= Thomas of Hales =

English Franciscan friar and ecclesiastical

Thomas of Hales, also known as Thomas de Hales, was a thirteenth-century English Franciscan friar and ecclesiastical known for his intellectually progressive prose and poetry in Latin, French, and English. He was among the few Franciscan lyricists of his time, contributing significantly to the literary culture of mid-thirteenth-century England. His works reflect the movement towards affective piety, vernacular literacy, and textual scholarship influenced by university methods.

His English poem Love Rune is frequently anthologized. Thomas of Hales is believed to have originated from Hailes, Gloucestershire. Among his surviving works, the most popular is the Latintext "De vita seu genealogia Beatae Virginis Mariae," a life of the Virgin Mary. This work, which survives in a thirteenth-century copy once in the library of the abbey of St Victor (now University of Basel Library, MS B.VIII. 1., fols. 47vb–57vb). It draws on the Gospels, Apocrypha, patristic texts, and the visions of Elizabeth of Schönau. This was his most popular work, and while it is not theologically adventurous its spirit and organization reflect ideas and methods then popular in university settings. Its approach to Mary's life falls in line with trends in affective piety.
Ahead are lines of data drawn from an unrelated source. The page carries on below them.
use gf256::gf256;
use rand::Rng;
use std::collections::HashMap;

use crate::constants::MAX_SHARES;
use crate::error::{Error, Result};

/// Represents a polynomial over the Galois field GF(2^8).
///
/// Each polynomial is represented by its coefficients, stored in a vector.
/// Coefficients are elements of the GF(2^8) field.
#[derive(Debug, Clone, PartialEq, Eq)]
pub struct Polynomial {
    /// The coefficients of the polynomial, lowest degree first.
    pub coefficients: Vec<gf256>,
}

impl Polynomial {
    /// Constructs a new polynomial of a given degree with random coefficients,
    /// where the constant term is the provided secret.
    ///
    /// # Arguments
    ///
    /// * `degree` - The degree of the polynomial.
    /// * `secret` - The secret (constant term) of the polynomial.
    pub fn new(degree: usize, secret: gf256) -> Self {
        let mut rng = rand::thread_rng();
        let mut coefficients = vec![secret; degree + 1];

        for coeff in coefficients.iter_mut().skip(1) {
            *coeff = gf256::new(rng.gen());
        }

        Polynomial { coefficients }
    }

    /// Evaluates the polynomial at a given point.
    pub fn evaluate(&self, x: gf256) -> gf256 {
        let mut result = gf256::new(0);
        let mut term = gf256::new(1);

        for &coeff in &self.coefficients {
            result += coeff * term;
            term *= x;
        }

        result
    }
}

/// Splits a secret into a specified number of shares using Shamir's Secret Sharing Scheme.
///
/// Every byte of the secret gets its own random polynomial of degree `threshold - 1`. Share `i`
/// holds the evaluations at `x = i` for `i` in `1..=shares`.
///
/// # Errors
/// Returns `Error::SharingMath` if the threshold is zero, the number of shares is less than the
/// threshold, or more shares are requested than there are non-zero field elements.
///
/// # Examples
/// ```rust
/// use wordshare::sss::split_secret;
///
/// let shares = split_secret(b"hello world", 3, 5).unwrap();
/// assert_eq!(shares.len(), 5);
/// ```
pub fn split_secret(
    secret: &[u8],
    threshold: usize,
    shares: usize,
) -> Result<HashMap<u8, Vec<u8>>> {
    if threshold == 0 {
        return Err(Error::SharingMath("Invalid threshold".to_string()));
    }

    if shares < threshold || shares > MAX_SHARES {
        return Err(Error::SharingMath("Invalid count".to_string()));
    }

    let mut shares_map: HashMap<u8, Vec<u8>> = (1..=shares as u8)
        .map(|i| (i, Vec::with_capacity(secret.len())))
        .collect();

    for &byte in secret {
        let poly = Polynomial::new(threshold - 1, gf256::new(byte));

        for (&i, share) in shares_map.iter_mut() {
            share.push(poly.evaluate(gf256::new(i)).into());
        }
    }

    Ok(shares_map)
}

/// Combines shares to reconstruct a secret using Shamir's Secret Sharing Scheme.
///
/// The result is only the secret if at least `threshold` shares of one split are given; with
/// fewer shares it is an unrelated byte string.
///
/// # Errors
/// Returns `Error::InsufficientOrInvalidShares` if the map is empty, an x coordinate is zero or the
/// shares differ in length.
pub fn combine_shares(shares_map: &HashMap<u8, Vec<u8>>) -> Result<Vec<u8>> {
    let secret_length = shares_map
        .values()
        .next()
        .ok_or_else(|| Error::InsufficientOrInvalidShares("no shares".to_string()))?
        .len();

    if shares_map.contains_key(&0) {
        return Err(Error::InsufficientOrInvalidShares(
            "share index 0 is not a valid point".to_string(),
        ));
    }

    if shares_map.values().any(|v| v.len() != secret_length) {
        return Err(Error::InsufficientOrInvalidShares(
            "shares differ in length".to_string(),
        ));
    }

    let mut secret = vec![0; secret_length];
    let mut points = Vec::with_capacity(shares_map.len());

    for (i, byte) in secret.iter_mut().enumerate() {
        points.clear();
        for (&k, v) in shares_map {
            points.push((gf256::new(k), gf256::new(v[i])));
        }
        *byte = interpolate(&points, gf256::new(0)).into();
    }

    Ok(secret)
}

/// Performs Lagrange interpolation on a set of points to find the value of the polynomial at `x`.
///
/// The x coordinates must be distinct, which the keys of a share map guarantee.
fn interpolate(points: &[(gf256, gf256)], x: gf256) -> gf256 {
    let mut value = gf256::new(0);

    for (i, &(a_x, a_y)) in points.iter().enumerate() {
        let mut weight = gf256::new(1);

        for (j, &(b_x, _)) in points.iter().enumerate() {
            if i != j {
                let top = x + b_x; // XOR in GF(2^8) is equivalent to addition
                let bottom = a_x + b_x;
                weight *= top / bottom;
            }
        }

        value += weight * a_y;
    }

    value
}
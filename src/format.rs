//! The share file text format.
//!
//! ```text
//! # Share 1
//! <word> <word> ... <word>
//!
//! # Share 2
//! <word> <word> ... <word>
//!
//! # You need 2 shares out of these 2 shares to be able to get your secret back.
//! ```
//!
//! Each word line holds one 33 byte block of a token, a blank line closes a share.

use std::fs::OpenOptions;
use std::io::{self, Write};
use std::path::Path;

use tracing::{debug, warn};

use crate::codec::ByteWordCodec;
use crate::constants::COMMENT_MARKER;
use crate::error::{Error, Result};
use crate::token::{decode_block, encode_block, ShareToken};

/// Renders tokens as share file text.
///
/// # Errors
///
/// `Error::MalformedToken` if a token is not a whole number of valid blocks.
pub fn render(
    tokens: &[ShareToken],
    threshold: usize,
    total: usize,
    codec: &ByteWordCodec<'_>,
) -> Result<String> {
    let mut text = String::new();

    for (i, token) in tokens.iter().enumerate() {
        text.push_str(&format!("{COMMENT_MARKER} Share {}\n", i + 1));
        let blocks = token.blocks()?;
        debug!("Share {} spans {} block(s)", i + 1, blocks.len());
        for block in blocks {
            let bytes = decode_block(block)?;
            text.push_str(codec.encode_line(&bytes).trim());
            text.push('\n');
        }
        text.push('\n');
    }

    text.push_str(&summary_line(threshold, total));
    text.push('\n');
    Ok(text)
}

fn summary_line(threshold: usize, total: usize) -> String {
    format!(
        "{COMMENT_MARKER} You need {threshold} shares out of these {total} shares to be able to get your secret back."
    )
}

/// Fails with `Error::DestinationExists` if `path` exists and overwriting is not allowed.
pub fn check_destination(path: &Path, allow_overwrite: bool) -> Result<()> {
    if !allow_overwrite && path.exists() {
        return Err(Error::DestinationExists(path.to_path_buf()));
    }
    Ok(())
}

/// Renders tokens and writes them to `destination`, mirroring the text to `echo` when given.
///
/// Without `allow_overwrite` the file is opened with `create_new`, so a file that shows up after
/// [`check_destination`] is still not clobbered. Two concurrent writers to one path are not
/// coordinated beyond that.
pub fn write_share_file(
    destination: &Path,
    allow_overwrite: bool,
    tokens: &[ShareToken],
    threshold: usize,
    total: usize,
    codec: &ByteWordCodec<'_>,
    echo: Option<&mut dyn Write>,
) -> Result<()> {
    check_destination(destination, allow_overwrite)?;
    let text = render(tokens, threshold, total, codec)?;

    let mut options = OpenOptions::new();
    options.write(true);
    if allow_overwrite {
        options.create(true).truncate(true);
    } else {
        options.create_new(true);
    }
    let mut file = options.open(destination).map_err(|err| match err.kind() {
        io::ErrorKind::AlreadyExists => Error::DestinationExists(destination.to_path_buf()),
        _ => Error::Io(err),
    })?;
    file.write_all(text.as_bytes())?;
    file.flush()?;

    if let Some(echo) = echo {
        echo.write_all(text.as_bytes())?;
        echo.flush()?;
    }

    debug!("📝 Wrote {} share(s) to {:?}", tokens.len(), destination);
    Ok(())
}

/// Parses share file text back into tokens, one per blank line terminated group.
///
/// A comment line starts a new share and drops anything collected since the last blank line. A
/// group that is not followed by a blank line is not returned.
///
/// # Errors
///
/// `Error::UnknownWord` for the first word that is not in the dictionary.
pub fn parse(text: &str, codec: &ByteWordCodec<'_>) -> Result<Vec<ShareToken>> {
    let mut tokens = Vec::new();
    let mut current = String::new();

    for (index, raw) in text.lines().enumerate() {
        let line = raw.trim();

        if line.starts_with(COMMENT_MARKER) {
            if !current.is_empty() {
                debug!("Comment on line {} discards an unterminated share", index + 1);
            }
            current.clear();
            continue;
        }

        if line.is_empty() {
            if !current.is_empty() {
                tokens.push(ShareToken::new(std::mem::take(&mut current)));
            }
            continue;
        }

        let bytes = codec.decode_line(line, index + 1)?;
        current.push_str(&encode_block(&bytes));
    }

    if !current.is_empty() {
        warn!("Share file ends without a blank line, the last share is ignored");
    }

    debug!("Parsed {} share(s)", tokens.len());
    Ok(tokens)
}

/// Reads `(threshold, total)` from the trailing summary comment, if there is one.
pub fn parse_summary(text: &str) -> Option<(usize, usize)> {
    text.lines().rev().find_map(|line| {
        let fields: Vec<&str> = line.split_whitespace().collect();
        match fields.as_slice() {
            ["#", "You", "need", threshold, "shares", "out", "of", "these", total, ..] => {
                Some((threshold.parse().ok()?, total.parse().ok()?))
            }
            _ => None,
        }
    })
}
Another notable work is the Anglo-Norman Sermon, a sermon written in French with short Latin prayers, found in Oxford, St John's College, MS 190. This Sermon is a meditation on the Life of Christ organized according to the Parable of the Talents, where each talent that the sinner renders to Christ at the Last Judgment is a particular event in Christ's own life like the Incarnation or the Ascension. Like the De Vita...Beatae Virginis Mariae, the Sermon encourages an affective response to the life and suffering of its subject.
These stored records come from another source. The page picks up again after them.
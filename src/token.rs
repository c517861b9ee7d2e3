use std::fmt;

use base64::engine::general_purpose::URL_SAFE_NO_PAD;
use base64::Engine;

use crate::constants::{BLOCK_BYTES, BLOCK_CHARS};
use crate::error::{Error, Result};

/// One share as produced by a `SecretSharingProvider`.
///
/// The token is URL-safe base64 text made of 44 character blocks, each carrying 33 raw bytes. The
/// codec never interprets the bytes, it only moves them between the alphabet and words.
#[derive(Clone, PartialEq, Eq, Hash)]
pub struct ShareToken(String);

impl ShareToken {
    /// Wraps already encoded token text.
    pub fn new(text: impl Into<String>) -> Self {
        ShareToken(text.into())
    }

    /// Encodes raw token bytes. The length has to be a whole number of blocks.
    pub fn from_bytes(bytes: &[u8]) -> Result<Self> {
        if bytes.is_empty() || bytes.len() % BLOCK_BYTES != 0 {
            return Err(Error::MalformedToken(format!(
                "{} bytes is not a whole number of {BLOCK_BYTES} byte blocks",
                bytes.len()
            )));
        }
        Ok(ShareToken(encode_block(bytes)))
    }

    /// Decodes the whole token back into raw bytes.
    pub fn to_bytes(&self) -> Result<Vec<u8>> {
        let mut bytes = Vec::with_capacity(self.0.len() / BLOCK_CHARS * BLOCK_BYTES);
        for block in self.blocks()? {
            bytes.extend(decode_block(block)?);
        }
        Ok(bytes)
    }

    /// Splits the token into its 44 character blocks.
    pub fn blocks(&self) -> Result<Vec<&str>> {
        if self.0.is_empty() || self.0.len() % BLOCK_CHARS != 0 || !self.0.is_ascii() {
            return Err(Error::MalformedToken(format!(
                "length {} is not a whole number of {BLOCK_CHARS} character blocks",
                self.0.len()
            )));
        }
        Ok((0..self.0.len())
            .step_by(BLOCK_CHARS)
            .map(|start| &self.0[start..start + BLOCK_CHARS])
            .collect())
    }

    pub fn as_str(&self) -> &str {
        &self.0
    }

    pub fn len(&self) -> usize {
        self.0.len()
    }

    pub fn is_empty(&self) -> bool {
        self.0.is_empty()
    }
}

/// Token text is share material, keep it out of debug output.
impl fmt::Debug for ShareToken {
    fn fmt(&self, f: &mut fmt::Formatter<'_>) -> fmt::Result {
        write!(f, "ShareToken({} chars)", self.0.len())
    }
}

impl fmt::Display for ShareToken {
    fn fmt(&self, f: &mut fmt::Formatter<'_>) -> fmt::Result {
        f.write_str(&self.0)
    }
}

impl From<String> for ShareToken {
    fn from(text: String) -> Self {
        ShareToken(text)
    }
}

/// Decodes one 44 character block into its 33 raw bytes.
pub fn decode_block(block: &str) -> Result<Vec<u8>> {
    URL_SAFE_NO_PAD
        .decode(block)
        .map_err(|err| Error::MalformedToken(err.to_string()))
}

/// Encodes raw bytes into the token alphabet.
pub fn encode_block(bytes: &[u8]) -> String {
    URL_SAFE_NO_PAD.encode(bytes)
}

#[cfg(test)]
mod tests {
    use super::*;

    #[test]
    fn test_block_sizes_line_up() {
        let raw: Vec<u8> = (0..=255u8).cycle().take(BLOCK_BYTES * 3).collect();
        let token = ShareToken::from_bytes(&raw).unwrap();

        assert_eq!(token.len(), BLOCK_CHARS * 3);
        let blocks = token.blocks().unwrap();
        assert_eq!(blocks.len(), 3);
        for (i, block) in blocks.iter().enumerate() {
            let bytes = decode_block(block).unwrap();
            assert_eq!(bytes.as_slice(), &raw[i * BLOCK_BYTES..(i + 1) * BLOCK_BYTES]);
        }
        assert_eq!(token.to_bytes().unwrap(), raw);
    }

    #[test]
    fn test_partial_blocks_are_rejected() {
        assert!(matches!(
            ShareToken::from_bytes(&[1u8; 32]),
            Err(Error::MalformedToken(_))
        ));
        assert!(matches!(
            ShareToken::from_bytes(&[]),
            Err(Error::MalformedToken(_))
        ));
        assert!(matches!(
            ShareToken::new("abc").blocks(),
            Err(Error::MalformedToken(_))
        ));
    }

    #[test]
    fn test_invalid_alphabet_is_rejected() {
        let token = ShareToken::new("!".repeat(BLOCK_CHARS));
        assert!(matches!(token.to_bytes(), Err(Error::MalformedToken(_))));
    }

    #[test]
    fn test_debug_hides_token_text() {
        let token = ShareToken::from_bytes(&[7u8; BLOCK_BYTES]).unwrap();
        let debug = format!("{token:?}");
        assert!(!debug.contains(token.as_str()));
        assert_eq!(token.to_string(), token.as_str());
    }
}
The third work, the Love Rune or A Luve Ron—or love song, is written in English and was composed between 1234 and 1272. "The jewel-like lyric presented here is to be read in the spirit of a riddle or conundrum, one that imparts a mysterious, holy wisdom to be lived and learned by heart."
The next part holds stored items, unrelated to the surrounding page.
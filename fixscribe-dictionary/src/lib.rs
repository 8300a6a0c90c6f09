/******************************************************************************
   Author: Joaquín Béjar García
   Email: jb@taunais.com
   Date: 27/1/26
******************************************************************************/

//! # FixScribe Dictionary
//!
//! FIX data dictionary parsing and field lookup for FixScribe.
//!
//! This crate provides:
//! - **Schema definitions**: Field definitions with tag, name, and ordered
//!   enum values
//! - **Dictionary loading**: QuickFIX XML format parser for the `<fields>`
//!   section
//! - **Tag lookup**: O(1) field lookup by tag number

pub mod loader;
pub mod schema;

pub use loader::{load, parse_dictionary};
pub use schema::{Dictionary, EnumValue, FieldDef};
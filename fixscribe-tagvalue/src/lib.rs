/******************************************************************************
   Author: Joaquín Béjar García
   Email: jb@taunais.com
   Date: 27/1/26
******************************************************************************/

//! # FixScribe Tag-Value
//!
//! Zero-copy FIX tag=value line tokenization for FixScribe.
//!
//! This crate splits one line of a FIX message log into ordered
//! [`TagValuePair`](fixscribe_core::TagValuePair)s using the wire delimiter,
//! with `memchr` for fast delimiter search.

pub mod splitter;

pub use fixscribe_core::SOH;
pub use splitter::{EQUALS, parse_tag, split_line};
Recent evidence indicates that Thomas of Hales intervened with Queen Eleanor of Provence, wife of Henry III, on behalf of converts and religious matters, highlighting his influence and connections within the religious and royal circles of his time.

==Editions==
- Susanne Greer Fein (ed.), Moral Love Songs and Lament, (Kalamazoo, MI: Medieval Institute Publications, 1998). Contains an edition of the Love Rune; there is also an online version at Thomas of Hales, Love Rune | Robbins Library Digital Projects). Thomas of Hales, Love Rune: Introduction | Robbins Library Digital Projects
- Raphael Holinshed, John Hooker, Francis Thynne, Abraham Fleming, John Stow, Sir Henry Ellis '1807' "Holinshed's Chronicles of England, Scotland, and Ireland ...: England"
- Sarah M. Horrall (ed.), The Lyf of Oure Lady: The ME Translation of Thomas de Hales' Vita Sancte Marie. Heidelberg: Carl Winter, 1985.
- M. Dominica Legge, "The Anglo-Norman Sermon of Thomas of Hales," Modern Language Review 30 (1935), 212-218.
- Denis Renevey, '1215–1349: texts', in Samuel Fanous and Vincent Gillespie, eds, The Cambridge Companion to Medieval English Mysticism, (Cambridge, 2011), pp99–103.